### Input data ###

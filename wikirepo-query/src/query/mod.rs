//! Query orchestration.
//!
//! A [`QuerySession`] binds an entity cache, the locations to report on and
//! the time mode. Each property becomes its own table; properties of a
//! category and then the categories themselves are inner-joined on the
//! location and time columns.

mod request;

pub use request::{PropertySelection, QueryRequest};

use chrono::{Local, NaiveDate};
use log::info;
use wikirepo_core::{EntityCache, EntityId, Interval, TimeQuery};

use crate::{
    Category, PropertyRegistry, PropertySpec, QueryError, RegistryError,
    location::{Locations, expand_locations},
    registry::{ABSENT_MEMBERSHIP, Output, PostProcess},
    table::{
        AssignMode, Assignment, Table, TableError, assign_column, assign_prefixed_columns, base_table,
        cleanup, id_column, location_column,
    },
    timeline::{build_qualified_timelines, build_value_timelines},
};

/// Cache, locations and time mode shared by every property of a query.
#[derive(Debug)]
pub struct QuerySession<'c> {
    cache: &'c mut EntityCache,
    locations: Locations,
    depth: usize,
    time: TimeQuery,
}

impl<'c> QuerySession<'c> {
    /// Bind `cache` to the locations and time mode of a query.
    ///
    /// # Errors
    ///
    /// Returns [`QueryError::FlatDepth`] when a flat location list is paired
    /// with a non-zero depth.
    pub fn new(
        cache: &'c mut EntityCache,
        locations: Locations,
        depth: usize,
        time: TimeQuery,
    ) -> Result<Self, QueryError> {
        if matches!(locations, Locations::Flat(_)) && depth != 0 {
            return Err(QueryError::FlatDepth { depth });
        }
        Ok(Self {
            cache,
            locations,
            depth,
            time,
        })
    }

    /// Locations rows are laid out for.
    #[must_use]
    pub const fn locations(&self) -> &Locations {
        &self.locations
    }

    /// Depth whose locations values are read for.
    #[must_use]
    pub const fn depth(&self) -> usize {
        self.depth
    }

    /// Time mode of the query.
    #[must_use]
    pub const fn time(&self) -> &TimeQuery {
        &self.time
    }

    /// Columns tables of this session are joined on.
    #[must_use]
    pub fn join_columns(&self) -> Vec<String> {
        let mut columns: Vec<String> = (0..=self.depth).map(location_column).collect();
        if let Some(interval) = self.time.interval() {
            columns.push(interval.column_name().to_owned());
        }
        columns
    }

    fn ids(&self) -> Vec<EntityId> {
        match &self.locations {
            Locations::Flat(ids) => ids.clone(),
            Locations::Tree(tree) => tree.ids_at_depth(self.depth),
        }
    }

    /// Table of the locations and time buckets with no property columns.
    ///
    /// # Errors
    ///
    /// Returns [`QueryError::Join`] when the skeleton cannot be laid out.
    pub fn skeleton(&mut self) -> Result<Table, QueryError> {
        let mut table = base_table(self.cache, &self.locations, self.depth, &self.time, None)
            .map_err(|source| QueryError::Join { source })?;
        cleanup(&mut table, &id_column(self.depth))
            .map_err(|source| QueryError::Join { source })?;
        Ok(table)
    }

    /// Query one property into its own table.
    ///
    /// # Errors
    ///
    /// Returns [`QueryError::Store`] when reading entities fails and
    /// [`QueryError::Table`] when assembly fails; both name the property.
    pub fn query_property(&mut self, spec: &PropertySpec) -> Result<Table, QueryError> {
        let property = spec.name;
        let store_error = |source| QueryError::Store { property, source };
        let table_error = |source| QueryError::Table { property, source };

        let ids = self.ids();
        info!("Querying {property} ({}) for {} locations", spec.property, ids.len());

        let id_name = id_column(self.depth);
        let target = Assignment {
            id_column: &id_name,
            time_column: self.time.interval().map(Interval::column_name),
            mode: AssignMode::for_query(&self.time),
        };

        let mut table = match spec.output {
            Output::Column(column) => {
                let timelines = build_value_timelines(self.cache, &ids, spec, &self.time)
                    .map_err(store_error)?;
                let mut assembled =
                    base_table(self.cache, &self.locations, self.depth, &self.time, Some(column))
                        .map_err(table_error)?;
                assign_column(&mut assembled, &target, column, &timelines, spec.span)
                    .map_err(table_error)?;
                assembled
            }
            Output::Prefixed(prefix) => {
                let timelines = build_qualified_timelines(self.cache, &ids, spec, &self.time)
                    .map_err(store_error)?;
                let mut assembled =
                    base_table(self.cache, &self.locations, self.depth, &self.time, None)
                        .map_err(table_error)?;
                let omit_date = spec.span && spec.is_presence();
                assign_prefixed_columns(&mut assembled, &target, prefix, &timelines, omit_date)
                    .map_err(table_error)?;
                assembled
            }
        };

        cleanup(&mut table, &id_name).map_err(table_error)?;
        post_process(&mut table, spec).map_err(table_error)?;
        Ok(table)
    }

    /// Query the selected properties of `category` and join them.
    ///
    /// Returns `None` when the selection names no properties.
    ///
    /// # Errors
    ///
    /// Returns [`QueryError::Registry`] for unknown or misplaced names and
    /// propagates property and join failures.
    pub fn query_category(
        &mut self,
        registry: &PropertyRegistry,
        category: Category,
        selection: &PropertySelection,
    ) -> Result<Option<Table>, QueryError> {
        let specs = selected_specs(registry, category, selection)?;
        if specs.is_empty() {
            return Ok(None);
        }
        info!("Querying {category} properties");
        let mut joined: Option<Table> = None;
        for spec in specs {
            let table = self.query_property(spec)?;
            joined = Some(self.join(joined, table)?);
        }
        Ok(joined)
    }

    fn join(&self, left: Option<Table>, right: Table) -> Result<Table, QueryError> {
        let Some(existing) = left else {
            return Ok(right);
        };
        let keys = self.join_columns();
        let key_refs: Vec<&str> = keys.iter().map(String::as_str).collect();
        existing
            .inner_join(&right, &key_refs)
            .map_err(|source| QueryError::Join { source })
    }
}

/// Properties named by `selection`, in registry order for `Every(true)` and
/// request order otherwise.
fn selected_specs<'r>(
    registry: &'r PropertyRegistry,
    category: Category,
    selection: &PropertySelection,
) -> Result<Vec<&'r PropertySpec>, RegistryError> {
    match selection {
        PropertySelection::Every(false) => Ok(Vec::new()),
        PropertySelection::Every(true) => Ok(registry.in_category(category).collect()),
        PropertySelection::Named(names) => names
            .iter()
            .map(|name| registry.get_in(category, name))
            .collect(),
    }
}

fn post_process(table: &mut Table, spec: &PropertySpec) -> Result<(), TableError> {
    match (spec.post, spec.output) {
        (PostProcess::ReplaceValues(replacements), Output::Column(column)) => {
            table.replace_values(column, replacements)
        }
        (PostProcess::RenameAndFillFalse(renames), output) => {
            for &(from, to) in renames {
                if table.has_column(from) {
                    table.rename_column(from, to)?;
                }
            }
            if let Output::Prefixed(prefix) = output {
                let marker = format!("{prefix}_");
                let generated: Vec<String> = table
                    .columns()
                    .iter()
                    .filter(|name| name.starts_with(&marker))
                    .cloned()
                    .collect();
                for name in generated {
                    table.fill_missing(&name, &ABSENT_MEMBERSHIP)?;
                }
            }
            Ok(())
        }
        (PostProcess::None | PostProcess::ReplaceValues(_), _) => Ok(()),
    }
}

/// Run `request` against `cache` with the standard registry, treating the
/// local date as today.
///
/// # Errors
///
/// See [`query_at`].
pub fn query(request: &QueryRequest, cache: &mut EntityCache) -> Result<Table, QueryError> {
    query_at(
        request,
        cache,
        &PropertyRegistry::standard(),
        Local::now().date_naive(),
    )
}

/// Run `request` against `cache` with an explicit registry and reference
/// date.
///
/// Every property name is validated before any entity is fetched. With no
/// properties selected the result is the location and time skeleton.
///
/// # Errors
///
/// Returns [`QueryError::Time`] for an unknown interval or a timespan
/// without an interval, [`QueryError::Registry`] for unknown properties,
/// [`QueryError::Expansion`] when sub-locations cannot be read, and
/// propagates property failures.
pub fn query_at(
    request: &QueryRequest,
    cache: &mut EntityCache,
    registry: &PropertyRegistry,
    today: NaiveDate,
) -> Result<Table, QueryError> {
    let time = TimeQuery::new(request.interval()?, request.timespan, today)?;

    let mut selected = Vec::new();
    for category in Category::ALL {
        let Some(selection) = request.properties.get(&category) else {
            continue;
        };
        selected_specs(registry, category, selection)?;
        selected.push((category, selection));
    }

    let locations = if request.depth == 0 {
        Locations::Flat(request.locations.clone())
    } else {
        info!(
            "Expanding {} locations to depth {}",
            request.locations.len(),
            request.depth
        );
        let tree = expand_locations(
            cache,
            &request.locations,
            request.depth,
            &request.filter(),
            &time,
        )
        .map_err(|source| QueryError::Expansion { source })?;
        Locations::Tree(tree)
    };

    let mut session = QuerySession::new(cache, locations, request.depth, time)?;
    let mut result: Option<Table> = None;
    for (category, selection) in selected {
        if let Some(table) = session.query_category(registry, category, selection)? {
            result = Some(session.join(result, table)?);
        }
    }
    result.map_or_else(|| session.skeleton(), Ok)
}

#[cfg(test)]
mod tests;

###

What to produce » Reproducing the whole listing above is not the task. Copy exactly only the lines from the one with "fn post_process(table: &mut" to the one with "for name in", both kept.

Result of this exercise »
fn post_process(table: &mut Table, spec: &PropertySpec) -> Result<(), TableError> {
    match (spec.post, spec.output) {
        (PostProcess::ReplaceValues(replacements), Output::Column(column)) => {
            table.replace_values(column, replacements)
        }
        (PostProcess::RenameAndFillFalse(renames), output) => {
            for &(from, to) in renames {
                if table.has_column(from) {
                    table.rename_column(from, to)?;
                }
            }
            if let Output::Prefixed(prefix) = output {
                let marker = format!("{prefix}_");
                let generated: Vec<String> = table
                    .columns()
                    .iter()
                    .filter(|name| name.starts_with(&marker))
                    .cloned()
                    .collect();
                for name in generated {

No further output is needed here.